• **Required action**
Count up the lines in the listing below that hold "other", and answer with the total alone.

• **Supplied records**

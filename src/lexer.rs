use crate::error::{Error, Result};
use crate::symbols::{Operator, Variable};
use lazy_static::lazy_static;
use regex::Regex;

lazy_static! {
    static ref TOKENIZER: Regex = Regex::new(
        r"(?P<variable>\p{Alphabetic})|(?P<bit>[01])|(?P<open>\()|(?P<close>\))|(?P<other>(?s:.))"
    )
    .expect("tokenizer pattern is valid");
}

#[derive(Debug, Clone, Copy, PartialEq, Eq)]
pub enum Token {
    Variable(Variable),
    Bit(bool),
    Operator(Operator),
    OpenParen,
    CloseParen,
}

/// A token together with its character index in the source string.
pub type Spanned = (usize, Token);

/// Splits `src` into single-character tokens.
///
/// Every character maps to exactly one token, so the returned positions are
/// character indices. Whitespace and any other unknown character fail with
/// [`Error::InvalidCharacter`].
pub fn tokenize(src: &str) -> Result<Vec<Spanned>> {
    let mut result = Vec::with_capacity(src.len());

    for (position, c) in TOKENIZER.captures_iter(src).enumerate() {
        let token = if let Some(variable) = c.name("variable") {
            Token::Variable(Variable(first_char(variable.as_str())))
        } else if let Some(bit) = c.name("bit") {
            Token::Bit(bit.as_str() == "1")
        } else if c.name("open").is_some() {
            Token::OpenParen
        } else if c.name("close").is_some() {
            Token::CloseParen
        } else {
            // operators and anything unknown
            let character = c.get(0).map_or('\0', |m| first_char(m.as_str()));
            match Operator::from_symbol(character) {
                Some(op) => Token::Operator(op),
                None => {
                    return Err(Error::InvalidCharacter {
                        character,
                        position,
                    })
                }
            }
        };

        result.push((position, token));
    }

    Ok(result)
}

fn first_char(s: &str) -> char {
    s.chars().next().unwrap_or('\0')
}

• **Solved exercise**
2